When Wilson thus hardens his heart, he speaks for us all. Where we revere and anthropomorphise such brutal predators as sharks, tigers and bears, we view these tiny ectoparasites as worthless, an evolutionary accident with no redeeming or adorable characteristics. No one ever had a cuddly mosquito. Thanks to malaria, they have probably helped to kill more than half of all humans ever to have lived. Today, according to the Gates foundation, the diseases they carry kill about 725,000 people a year, 600,000 of them victims of malaria. They are, as such, the only creature responsible for the deaths of more humans than humans themselves; we only manage to kill about 475,000 a year.
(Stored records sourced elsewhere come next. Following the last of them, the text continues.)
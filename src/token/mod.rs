//! Token 模块
//!
//! 已发放的认证 token 记录及其类型行为。
//!
//! ## 子模块
//!
//! - **otp**: HMAC 动态截断等 OTP 基础算法
//! - **pin**: PIN 的加盐哈希与校验
//! - **types**: 各 token 类型的验证行为与类型注册表
//!
//! ## 示例
//!
//! ```rust
//! use tokenrs::token::Token;
//!
//! let token = Token::new("OATH0001", "hotp")
//!     .with_owner("alice", "corp")
//!     .with_realm("default")
//!     .with_otp_key(b"12345678901234567890")
//!     .with_pin("1234")
//!     .unwrap();
//!
//! assert!(token.check_pin("1234"));
//! assert!(token.is_owned_by("alice", "corp"));
//! ```

pub mod otp;
pub mod pin;
mod record;
pub mod types;

pub use record::{
    DEFAULT_COUNTER_WINDOW, DEFAULT_MAX_FAIL_COUNT, DEFAULT_OTP_LENGTH, DEFAULT_SYNC_WINDOW, Token,
    TokenOwner,
};
pub use types::{Capabilities, TokenBehavior, TokenTypeRegistry};
//! Argon2id 密码哈希实现

use argon2::{Algorithm, Argon2, Params, Version};
use password_hash::{PasswordHash, PasswordHasher as _, PasswordVerifier as _, SaltString};

use crate::error::{Error, PasswordHashError, Result};
use crate::random::generate_random_bytes;

/// 密码哈希器
///
/// 默认使用 Argon2 推荐参数，可通过 [`PasswordHasher::with_params`] 调整。
#[derive(Debug, Clone)]
pub struct PasswordHasher {
    params: Params,
}

impl Default for PasswordHasher {
    fn default() -> Self {
        Self {
            params: Params::default(),
        }
    }
}

impl PasswordHasher {
    /// 使用默认参数创建哈希器
    pub fn new() -> Self {
        Self::default()
    }

    /// 设置 Argon2 参数
    ///
    /// * `memory_kib` - 内存开销（KiB）
    /// * `iterations` - 迭代次数
    /// * `parallelism` - 并行度
    pub fn with_params(memory_kib: u32, iterations: u32, parallelism: u32) -> Result<Self> {
        let params = Params::new(memory_kib, iterations, parallelism, None).map_err(|e| {
            Error::PasswordHash(PasswordHashError::HashFailed(format!(
                "invalid Argon2 params: {}",
                e
            )))
        })?;
        Ok(Self { params })
    }

    fn argon2(&self) -> Argon2<'static> {
        Argon2::new(Algorithm::Argon2id, Version::V0x13, self.params.clone())
    }

    /// 哈希密码，返回 PHC 格式字符串
    pub fn hash(&self, password: &str) -> Result<String> {
        let salt_bytes = generate_random_bytes(16)?;
        let salt = SaltString::encode_b64(&salt_bytes).map_err(|e| {
            Error::PasswordHash(PasswordHashError::HashFailed(format!(
                "failed to encode salt: {}",
                e
            )))
        })?;

        self.argon2()
            .hash_password(password.as_bytes(), &salt)
            .map(|h| h.to_string())
            .map_err(|e| {
                Error::PasswordHash(PasswordHashError::HashFailed(format!(
                    "Argon2 hash failed: {}",
                    e
                )))
            })
    }

    /// 验证密码
    ///
    /// 哈希中记录的参数优先于哈希器自身的参数。
    pub fn verify(&self, password: &str, hash: &str) -> Result<bool> {
        let parsed_hash = PasswordHash::new(hash).map_err(|e| {
            Error::PasswordHash(PasswordHashError::InvalidFormat(format!(
                "invalid Argon2 hash: {}",
                e
            )))
        })?;

        Ok(self
            .argon2()
            .verify_password(password.as_bytes(), &parsed_hash)
            .is_ok())
    }
}

/// 使用默认参数哈希密码
pub fn hash_password(password: &str) -> Result<String> {
    PasswordHasher::default().hash(password)
}

/// 验证密码是否匹配哈希
pub fn verify_password(password: &str, hash: &str) -> Result<bool> {
    PasswordHasher::default().verify(password, hash)
}

#[cfg(test)]
mod tests {
    use super::*;

    fn fast_hasher() -> PasswordHasher {
        PasswordHasher::with_params(1024, 1, 1).unwrap()
    }

    #[test]
    fn test_hash_and_verify() {
        let hasher = fast_hasher();
        let hash = hasher.hash("test_password_123").unwrap();

        assert!(hash.starts_with("$argon2id"));
        assert!(hasher.verify("test_password_123", &hash).unwrap());
        assert!(!hasher.verify("wrong_password", &hash).unwrap());
    }

    #[test]
    fn test_salt_is_random() {
        let hasher = fast_hasher();
        assert_ne!(hasher.hash("same").unwrap(), hasher.hash("same").unwrap());
    }

    #[test]
    fn test_invalid_hash_format() {
        let result = fast_hasher().verify("password", "not-a-hash");
        assert!(matches!(
            result,
            Err(Error::PasswordHash(PasswordHashError::InvalidFormat(_)))
        ));
    }

    #[test]
    fn test_invalid_params() {
        assert!(PasswordHasher::with_params(0, 0, 0).is_err());
    }

    #[test]
    fn test_convenience_functions() {
        let hash = hash_password("my_secure_password").unwrap();
        assert!(verify_password("my_secure_password", &hash).unwrap());
        assert!(!verify_password("wrong", &hash).unwrap());
    }
}
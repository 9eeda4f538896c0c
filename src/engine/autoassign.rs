//! 自动分配
//!
//! 用户还没有任何 token 时，可以用一个未分配 token 的 OTP 值加上自己的目录密码
//! 认证；OTP 唯一地指向一个 token 时，该 token 被分配给用户。
//! 匹配到零个或多个 token、或者目录密码错误时，不产生任何副作用。

use std::sync::Arc;
use tracing::{debug, info, warn};

use super::verifier::VerifyContext;
use crate::directory::{DirectoryAuthenticator, UserRef};
use crate::error::Result;
use crate::policy::PolicyProvider;
use crate::store::TokenStore;
use crate::token::{Token, TokenTypeRegistry};

/// 自动分配器
pub struct AutoAssigner {
    store: Arc<dyn TokenStore>,
    registry: Arc<TokenTypeRegistry>,
    directory: Arc<dyn DirectoryAuthenticator>,
    policy: Arc<dyn PolicyProvider>,
}

impl AutoAssigner {
    /// 创建自动分配器
    pub fn new(
        store: Arc<dyn TokenStore>,
        registry: Arc<TokenTypeRegistry>,
        directory: Arc<dyn DirectoryAuthenticator>,
        policy: Arc<dyn PolicyProvider>,
    ) -> Self {
        Self {
            store,
            registry,
            directory,
            policy,
        }
    }

    fn is_enabled_type(&self, token: &Token, ctx: &VerifyContext<'_>) -> bool {
        self.registry.contains(&token.token_type)
            && ctx.enabled_types.is_none_or(|types| {
                types
                    .iter()
                    .any(|t| t.eq_ignore_ascii_case(&token.token_type))
            })
    }

    /// 尝试自动分配
    ///
    /// `policy_realm` 为查询策略使用的 realm。成功时返回已分配（并已消费本次 OTP）的 token。
    pub fn try_auto_assign(
        &self,
        credential: &str,
        user: &UserRef,
        policy_realm: &str,
        ctx: &VerifyContext<'_>,
    ) -> Result<Option<Token>> {
        if !self.policy.is_autoassignment_enabled(policy_realm) {
            return Ok(None);
        }
        if !self
            .store
            .find_by_user(&user.user_id, &user.resolver)?
            .is_empty()
        {
            return Ok(None);
        }

        let mut matches = Vec::new();
        for token in self.store.find_unassigned_in_realm(&user.realm)? {
            if !token.active
                || !self.is_enabled_type(&token, ctx)
                || !ctx.realm.is_none_or(|realm| token.in_realm(realm))
            {
                continue;
            }
            let Some(behavior) = self.registry.get(&token.token_type) else {
                continue;
            };
            let (pin, otp) = behavior.split(&token, credential, ctx.prepend_pin);
            match behavior.lookup_otp(&token, &otp, ctx.now) {
                Ok(Some(counter)) => {
                    debug!(serial = %token.serial, counter, "otp found in unassigned token");
                    matches.push((token, pin, counter));
                }
                Ok(None) => {}
                Err(e) if e.is_token_data() => {
                    warn!(serial = %token.serial, error = %e, "token record unusable, skipped");
                }
                Err(e) => return Err(e),
            }
        }

        let (token, pin, counter) = match matches.len() {
            0 => {
                debug!(user = %user.user_id, "no unassigned token matches");
                return Ok(None);
            }
            1 => matches.remove(0),
            n => {
                warn!(user = %user.user_id, matches = n, "otp matches several unassigned tokens");
                return Ok(None);
            }
        };

        if !self
            .directory
            .check_password(&user.user_id, &user.resolver, &pin)?
        {
            warn!(
                user = %user.user_id,
                serial = %token.serial,
                "auto-assignment refused, wrong user password"
            );
            return Ok(None);
        }

        let new_pin = self
            .policy
            .autoassign_sets_pin(policy_realm)
            .then_some(pin.as_str());
        let assigned = self
            .store
            .assign(&token.serial, user.as_owner(), new_pin, counter)?;

        info!(user = %user.user_id, serial = %assigned.serial, "token auto-assigned");
        Ok(Some(assigned))
    }
}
This deadly work is carried out all over the planet: mosquitoes are found on every continent except Antarctica. And now there is Zika, which can lead to microcephaly and its associated physical deformities in unborn children, and for which there is no vaccine. This new horror has prompted fresh attention to the vexed question of how to defeat them. And that consideration leads to an unsentimental thought that we would entertain about no other creature: can’t we wipe them off the face of the Earth?